Watching Brief

Japanese Encephalitis Outbreak in South-Eastern Australia, 2022

Date of first report of the outbreak

Animal cases (Pigs):
First samples taken 19/01/2022 in New South Wales (NSW) following increase in still births, confirmed outbreak in multiple piggeries NSW, Victoria (VIC) and Queensland (QLD) on 25/2/2022 (1).
First detected in SA piggery 4 March (2)

Human cases:
VIC – four confirmed cases 3 March (3)
QLD – first confirmed case 3 March (4)
NSW – first confirmed case 4 March (5a, 6)
South Australia (SA) – first confirmed case 9 March (7)

Disease or outbreak Japanese encephalitis virus (JEV) is a single-strand, positive-sense RNA virus of the genus Flavivirus, family Flaviviridae 8).
Origin (country, city, region)

JEV is prevalent in tropical and subtropical parts of Asia and parts of the Pacific rim (8). It was first reported in Japan in 1859, and remains one of the most important causes of viral encephalitis in Asia, with approximately 68,000 clinical cases each year (9).

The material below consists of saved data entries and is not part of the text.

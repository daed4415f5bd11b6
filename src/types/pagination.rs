//! Pagination and list-query types shared by every list endpoint.

use sea_orm::Order;
use serde::Deserialize;
use utoipa::IntoParams;

use crate::config::{DEFAULT_PAGE_SIZE, MAX_PAGE_SIZE};

/// Query string accepted by list endpoints.
///
/// `page` is 1-based; zero or negative pages normalize to the first page.
/// `deleteFlg` lets the back office request soft-deleted rows explicitly;
/// when absent, listings only return live rows.
#[derive(Debug, Clone, Default, Deserialize, IntoParams)]
#[serde(rename_all = "camelCase")]
pub struct ListQuery {
    pub search: Option<String>,
    pub status: Option<i32>,
    pub delete_flg: Option<i32>,
    pub page: Option<i64>,
    pub items_per_page: Option<u64>,
    pub sort_by: Option<String>,
    pub sort_desc: Option<bool>,
    /// Catalog type filter (public service listing)
    pub category: Option<i32>,
    /// Truncate post content to this many words (public post listing)
    pub limit_words: Option<usize>,
}

impl ListQuery {
    pub fn pageable(&self) -> Pageable {
        Pageable::new(self.page, self.items_per_page)
    }

    pub fn sort(&self) -> SortParams {
        SortParams {
            sort_by: self.sort_by.clone(),
            sort_desc: self.sort_desc.unwrap_or(false),
        }
    }

    pub fn filter(&self) -> FindParams {
        FindParams {
            search: self
                .search
                .as_deref()
                .map(str::trim)
                .filter(|s| !s.is_empty())
                .map(str::to_string),
            status: self.status,
            delete_flg: self.delete_flg,
        }
    }
}

/// Conjunction of optional list predicates.
#[derive(Debug, Clone, Default)]
pub struct FindParams {
    /// Substring match on the entity's designated text field
    pub search: Option<String>,
    pub status: Option<i32>,
    /// None = only live rows
    pub delete_flg: Option<i32>,
}

/// Limit/offset window derived from a 1-based page number.
#[derive(Debug, Clone, Copy)]
pub struct Pageable {
    pub limit: u64,
    pub offset: u64,
}

impl Pageable {
    pub fn new(page: Option<i64>, items_per_page: Option<u64>) -> Self {
        let current = match page {
            Some(p) if p > 0 => (p - 1) as u64,
            _ => 0,
        };
        let limit = items_per_page
            .filter(|n| *n > 0)
            .unwrap_or(DEFAULT_PAGE_SIZE)
            .min(MAX_PAGE_SIZE);
        Self {
            limit,
            offset: current * limit,
        }
    }
}

impl Default for Pageable {
    fn default() -> Self {
        Self::new(None, None)
    }
}

/// Sort field + direction requested by the client. Repositories map the
/// field name onto a whitelisted column and fall back to creation time.
#[derive(Debug, Clone, Default)]
pub struct SortParams {
    pub sort_by: Option<String>,
    pub sort_desc: bool,
}

impl SortParams {
    pub fn direction(&self) -> Order {
        if self.sort_desc {
            Order::Desc
        } else {
            Order::Asc
        }
    }
}

#[cfg(test)]
mod tests {
    use super::*;

    #[test]
    fn pageable_defaults_to_first_page_of_ten() {
        let p = Pageable::new(None, None);
        assert_eq!(p.limit, 10);
        assert_eq!(p.offset, 0);
    }

    #[test]
    fn pageable_normalizes_non_positive_pages() {
        assert_eq!(Pageable::new(Some(0), Some(20)).offset, 0);
        assert_eq!(Pageable::new(Some(-3), Some(20)).offset, 0);
    }

    #[test]
    fn pageable_computes_offset_from_one_based_page() {
        let p = Pageable::new(Some(3), Some(25));
        assert_eq!(p.limit, 25);
        assert_eq!(p.offset, 50);
    }

    #[test]
    fn pageable_caps_page_size() {
        assert_eq!(Pageable::new(Some(1), Some(10_000)).limit, MAX_PAGE_SIZE);
    }
}
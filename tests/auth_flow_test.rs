//! Authentication flow tests over in-memory stores.
//!
//! Exercises the registration → verification → login → refresh and
//! forgot → reset lifecycles end to end, without a database.

use std::sync::{Arc, Mutex};

use async_trait::async_trait;
use chrono::Utc;

use studio_api::domain::user::{NewUser, User, UserListItem, UserRole};
use studio_api::errors::{AppError, AppResult};
use studio_api::infra::mailer::{MailMessage, Mailer};
use studio_api::infra::repositories::{
    SettingRepository, TokenRepository, UserRepository, VerificationRecord,
};
use studio_api::services::{AuthService, Authenticator, TokenService};
use studio_api::types::{FindParams, Pageable, SortParams};

// =============================================================================
// In-memory fakes
// =============================================================================

#[derive(Default)]
struct InMemoryUsers {
    rows: Mutex<Vec<User>>,
}

#[async_trait]
impl UserRepository for InMemoryUsers {
    async fn find_by_id(&self, id: i32) -> AppResult<Option<User>> {
        Ok(self.rows.lock().unwrap().iter().find(|u| u.id == id).cloned())
    }

    async fn find_by_email(&self, email: &str) -> AppResult<Option<User>> {
        Ok(self
            .rows
            .lock()
            .unwrap()
            .iter()
            .find(|u| u.email == email)
            .cloned())
    }

    async fn create(&self, data: NewUser) -> AppResult<User> {
        let mut rows = self.rows.lock().unwrap();
        let now = Utc::now();
        let user = User {
            id: rows.len() as i32 + 1,
            email: data.email,
            password: data.password,
            first_name: data.first_name,
            last_name: data.last_name,
            business_name: data.business_name,
            role: data.role,
            status: data.status,
            delete_flg: 0,
            created_time: now,
            updated_time: now,
        };
        rows.push(user.clone());
        Ok(user)
    }

    async fn update_status(&self, id: i32, status: i32) -> AppResult<()> {
        let mut rows = self.rows.lock().unwrap();
        let user = rows
            .iter_mut()
            .find(|u| u.id == id)
            .ok_or_else(|| AppError::not_found("Người dùng không tồn tại."))?;
        user.status = status;
        Ok(())
    }

    async fn update_password(&self, id: i32, password_hash: String) -> AppResult<()> {
        let mut rows = self.rows.lock().unwrap();
        let user = rows
            .iter_mut()
            .find(|u| u.id == id)
            .ok_or_else(|| AppError::not_found("Người dùng không tồn tại."))?;
        user.password = password_hash;
        Ok(())
    }

    async fn list(
        &self,
        _filter: FindParams,
        _pageable: Pageable,
        _sort: SortParams,
    ) -> AppResult<Vec<UserListItem>> {
        Ok(Vec::new())
    }

    async fn count(&self, _filter: FindParams) -> AppResult<u64> {
        Ok(self.rows.lock().unwrap().len() as u64)
    }
}

/// One verification row per email, mirroring the unique constraint.
#[derive(Default)]
struct InMemoryTokens {
    rows: Mutex<Vec<VerificationRecord>>,
}

impl InMemoryTokens {
    fn current_token(&self, email: &str) -> Option<String> {
        self.rows
            .lock()
            .unwrap()
            .iter()
            .find(|r| r.email == email)
            .and_then(|r| r.verify_token.clone())
    }
}

#[async_trait]
impl TokenRepository for InMemoryTokens {
    async fn find_by_token(&self, token: &str) -> AppResult<Option<VerificationRecord>> {
        Ok(self
            .rows
            .lock()
            .unwrap()
            .iter()
            .find(|r| r.verify_token.as_deref() == Some(token))
            .cloned())
    }

    async fn replace(&self, email: &str, token: &str) -> AppResult<()> {
        let mut rows = self.rows.lock().unwrap();
        rows.retain(|r| r.email != email);
        let next_id = rows.len() as i32 + 1;
        rows.push(VerificationRecord {
            id: next_id,
            email: email.to_string(),
            verify_token: Some(token.to_string()),
        });
        Ok(())
    }

    async fn upsert(&self, email: &str, token: &str) -> AppResult<()> {
        self.replace(email, token).await
    }

    async fn clear(&self, email: &str) -> AppResult<()> {
        let mut rows = self.rows.lock().unwrap();
        if let Some(row) = rows.iter_mut().find(|r| r.email == email) {
            row.verify_token = None;
        }
        Ok(())
    }

    async fn delete_by_email(&self, email: &str) -> AppResult<()> {
        self.rows.lock().unwrap().retain(|r| r.email != email);
        Ok(())
    }
}

/// Static site settings; nothing writable.
struct StaticSettings;

#[async_trait]
impl SettingRepository for StaticSettings {
    async fn get_by_namespace(&self, _namespace: &str) -> AppResult<Vec<(String, String)>> {
        Ok(Vec::new())
    }

    async fn get_value(&self, namespace: &str, key: &str) -> AppResult<Option<String>> {
        Ok(match (namespace, key) {
            ("general", "siteName") => Some("Studio".to_string()),
            ("general", "siteUrl") => Some("https://studio.test".to_string()),
            _ => None,
        })
    }

    async fn exists(&self, _namespace: &str, _key: &str) -> AppResult<bool> {
        Ok(false)
    }

    async fn insert(&self, _namespace: &str, _key: &str, _value: &str) -> AppResult<()> {
        Ok(())
    }

    async fn update_value(&self, _namespace: &str, _key: &str, _value: &str) -> AppResult<bool> {
        Ok(false)
    }

    async fn upsert(&self, _namespace: &str, _key: &str, _value: &str) -> AppResult<()> {
        Ok(())
    }
}

#[derive(Default)]
struct RecordingMailer {
    sent: Mutex<Vec<MailMessage>>,
}

#[async_trait]
impl Mailer for RecordingMailer {
    async fn send(&self, message: MailMessage) -> AppResult<()> {
        self.sent.lock().unwrap().push(message);
        Ok(())
    }
}

// =============================================================================
// Harness
// =============================================================================

struct Harness {
    auth: Authenticator,
    users: Arc<InMemoryUsers>,
    tokens: Arc<InMemoryTokens>,
    mailer: Arc<RecordingMailer>,
    token_service: TokenService,
}

fn harness() -> Harness {
    let users = Arc::new(InMemoryUsers::default());
    let tokens = Arc::new(InMemoryTokens::default());
    let mailer = Arc::new(RecordingMailer::default());
    let token_service = TokenService::with_secrets(
        b"integration-access-secret-0123456789",
        b"integration-refresh-secret-012345678",
        1,
        7,
    );

    let auth = Authenticator::new(
        users.clone(),
        tokens.clone(),
        Arc::new(StaticSettings),
        mailer.clone(),
        token_service.clone(),
    );

    Harness {
        auth,
        users,
        tokens,
        mailer,
        token_service,
    }
}

async fn register_default(h: &Harness) {
    h.auth
        .register(
            "a@x.com".to_string(),
            "password-123".to_string(),
            "An".to_string(),
            "Nguyen".to_string(),
        )
        .await
        .expect("registration succeeds");
}

async fn register_and_verify(h: &Harness) {
    register_default(h).await;
    let token = h.tokens.current_token("a@x.com").expect("token stored");
    h.auth.verify_email(token).await.expect("verification succeeds");
}

// =============================================================================
// Registration & verification
// =============================================================================

#[tokio::test]
async fn registration_creates_deactivated_account_and_sends_mail() {
    let h = harness();
    register_default(&h).await;

    let user = h.users.find_by_email("a@x.com").await.unwrap().unwrap();
    assert_eq!(user.status, 0);
    assert_eq!(user.role, UserRole::Customer);
    assert_eq!(user.business_name.as_deref(), Some("An Nguyen"));

    assert!(h.tokens.current_token("a@x.com").is_some());

    let sent = h.mailer.sent.lock().unwrap();
    assert_eq!(sent.len(), 1);
    assert_eq!(sent[0].subject, "Xác minh địa chỉ email");
    assert_eq!(sent[0].to, vec!["a@x.com".to_string()]);
}

#[tokio::test]
async fn duplicate_registration_fails_with_email_exists() {
    let h = harness();
    register_default(&h).await;

    let result = h
        .auth
        .register(
            "a@x.com".to_string(),
            "password-456".to_string(),
            "Binh".to_string(),
            "Le".to_string(),
        )
        .await;

    match result {
        Err(AppError::BadRequest(msg)) => assert_eq!(msg, "Email đã tồn tại"),
        other => panic!("expected BadRequest, got {:?}", other.map(|_| ())),
    }
}

#[tokio::test]
async fn verify_with_unknown_token_fails_bad_request() {
    let h = harness();
    let result = h.auth.verify_email("no-such-token".to_string()).await;
    assert!(matches!(result, Err(AppError::BadRequest(_))));
}

#[tokio::test]
async fn verify_activates_account_and_consumes_token() {
    let h = harness();
    register_default(&h).await;
    let token = h.tokens.current_token("a@x.com").unwrap();

    h.auth.verify_email(token.clone()).await.unwrap();

    let user = h.users.find_by_email("a@x.com").await.unwrap().unwrap();
    assert_eq!(user.status, 1);
    assert!(h.tokens.current_token("a@x.com").is_none());

    // The record is gone, so the cryptographically-valid token is dead
    let replay = h.auth.verify_email(token).await;
    assert!(matches!(replay, Err(AppError::BadRequest(_))));
}

// =============================================================================
// Login & refresh
// =============================================================================

#[tokio::test]
async fn login_before_verification_fails_not_found() {
    let h = harness();
    register_default(&h).await;

    let result = h
        .auth
        .login("a@x.com".to_string(), "password-123".to_string())
        .await;

    match result {
        Err(AppError::NotFound(msg)) => assert_eq!(msg, "Tài khoản chưa xác thực"),
        other => panic!("expected NotFound, got {:?}", other.map(|_| ())),
    }
}

#[tokio::test]
async fn login_with_unknown_email_fails_not_found() {
    let h = harness();
    let result = h
        .auth
        .login("nobody@x.com".to_string(), "whatever-123".to_string())
        .await;
    assert!(matches!(result, Err(AppError::NotFound(_))));
}

#[tokio::test]
async fn login_with_wrong_password_fails_bad_request() {
    let h = harness();
    register_and_verify(&h).await;

    let result = h
        .auth
        .login("a@x.com".to_string(), "wrong-password".to_string())
        .await;

    match result {
        Err(AppError::BadRequest(msg)) => assert_eq!(msg, "Mật khẩu không chính xác."),
        other => panic!("expected BadRequest, got {:?}", other.map(|_| ())),
    }
}

#[tokio::test]
async fn login_issues_verifiable_token_pair() {
    let h = harness();
    register_and_verify(&h).await;

    let response = h
        .auth
        .login("a@x.com".to_string(), "password-123".to_string())
        .await
        .unwrap();

    assert_eq!(response.email, "a@x.com");
    assert_eq!(response.status, 1);

    let claims = h.token_service.verify_access(&response.access_token).unwrap();
    assert_eq!(claims.identity.id, response.id);
    assert_eq!(claims.identity.role, UserRole::Customer);
    assert_eq!(claims.exp, response.expired_at);
}

#[tokio::test]
async fn refresh_re_signs_the_same_identity() {
    let h = harness();
    register_and_verify(&h).await;

    let login = h
        .auth
        .login("a@x.com".to_string(), "password-123".to_string())
        .await
        .unwrap();

    let refreshed = h.auth.refresh_token(login.refresh_token).unwrap();
    assert_eq!(refreshed.id, login.id);
    assert_eq!(refreshed.email, login.email);

    let claims = h.token_service.verify_access(&refreshed.access_token).unwrap();
    assert_eq!(claims.identity.email, "a@x.com");
}

#[tokio::test]
async fn refresh_with_garbage_fails_unauthorized() {
    let h = harness();
    let result = h.auth.refresh_token("not-a-jwt".to_string());
    assert!(matches!(result, Err(AppError::Unauthorized)));
}

// =============================================================================
// Password reset
// =============================================================================

#[tokio::test]
async fn forgot_password_requires_known_activated_account() {
    let h = harness();

    let unknown = h.auth.forgot_password("nobody@x.com".to_string()).await;
    assert!(matches!(unknown, Err(AppError::NotFound(_))));

    register_default(&h).await;
    let unverified = h.auth.forgot_password("a@x.com".to_string()).await;
    match unverified {
        Err(AppError::BadRequest(msg)) => assert_eq!(msg, "Tài khoản chưa được kích hoạt."),
        other => panic!("expected BadRequest, got {:?}", other.map(|_| ())),
    }
}

#[tokio::test]
async fn reset_password_replaces_credential_and_consumes_token() {
    let h = harness();
    register_and_verify(&h).await;

    h.auth.forgot_password("a@x.com".to_string()).await.unwrap();
    assert_eq!(h.mailer.sent.lock().unwrap().last().unwrap().subject, "Yêu cầu đặt lại mật khẩu");

    let token = h.tokens.current_token("a@x.com").unwrap();
    h.auth
        .reset_password(token.clone(), "new-password-456".to_string())
        .await
        .unwrap();

    // Old password is dead, new one works
    assert!(h
        .auth
        .login("a@x.com".to_string(), "password-123".to_string())
        .await
        .is_err());
    assert!(h
        .auth
        .login("a@x.com".to_string(), "new-password-456".to_string())
        .await
        .is_ok());

    // The cleared record rejects a second use of the same token
    let replay = h
        .auth
        .reset_password(token, "another-password-789".to_string())
        .await;
    assert!(matches!(replay, Err(AppError::BadRequest(_))));
}

#[tokio::test]
async fn soft_deleted_account_cannot_login() {
    let h = harness();
    register_and_verify(&h).await;

    h.users
        .rows
        .lock()
        .unwrap()
        .iter_mut()
        .for_each(|u| u.delete_flg = 1);

    let result = h
        .auth
        .login("a@x.com".to_string(), "password-123".to_string())
        .await;

    match result {
        Err(AppError::NotFound(msg)) => {
            assert_eq!(msg, "Tài khoản không tồn tại hoặc đã bị xóa.")
        }
        other => panic!("expected NotFound, got {:?}", other.map(|_| ())),
    }
}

Suspected Source (specify food source, zoonotic or human origin or other)

JEV is a mosquito-borne disease. People and animals become infected by the bite of infected mosquitoes.

Date of outbreak beginning

Animal case (pig): 19/1/22 (1)
Human case: 28/2/22 (10)
It was declared a Communicable Disease Incident of National Significance on March 4 (11).

Date outbreak declared over

Outbreak is ongoing

Affected countries & regions

States of south-eastern Australia

Number of cases (specify at what date if ongoing)

24 confirmed cases, 11 probable cases and 3 deaths, as of 4 April 2022 (table 1) (11).

Table 1

Number of cases by state

State Lab confirmed Probable Deaths
NSW 10 2 1
QLD 2 2 0
SA 3 5 1
VIC 9 2 1

Laboratory diagnosis is confirmed through testing for:

  • JEV IgG, IgM and Total Ab (blood)
  • JEV PCR and culture (CSF, urine) (12)

Probable cases are defined as cases that have been linked epidemiologically and/or have symptoms of the disease and have laboratory evidence which is indicative of JEV, but cannot entirely rule out other related flaviviruses like Murray Valley Encephalitis (MVE) (11).

(7, 11, 13, 14)

Clinical features

In most cases, infection with JEV is asymptomatic, however in rare cases (less than 1%) it can cause severe illness with encephalitis and neurological complications (15).

Incubation period: Severe illness can occur 5-15 days after infection, and presents with sudden onset of fever, headache, vomiting and convulsions (16).

Elderly people and children under 5 are most at risk of severe illness, with children most likely to develop seizures (17). Natural infection confers lifelong immunity (18).

Mode of transmission (dominant mode and other documented modes)

JEV is transmitted to humans through the bite of infected Culex species mosquitoes. The virus exists in a zoonotic cycle between waterbirds and mosquitoes, which commonly use the water for larval development (8). Other mammals can become infected, including horses and humans, however these are “dead-end” hosts, as they do not replicate enough of the virus in the blood stream to transmit to a feeding mosquito (16).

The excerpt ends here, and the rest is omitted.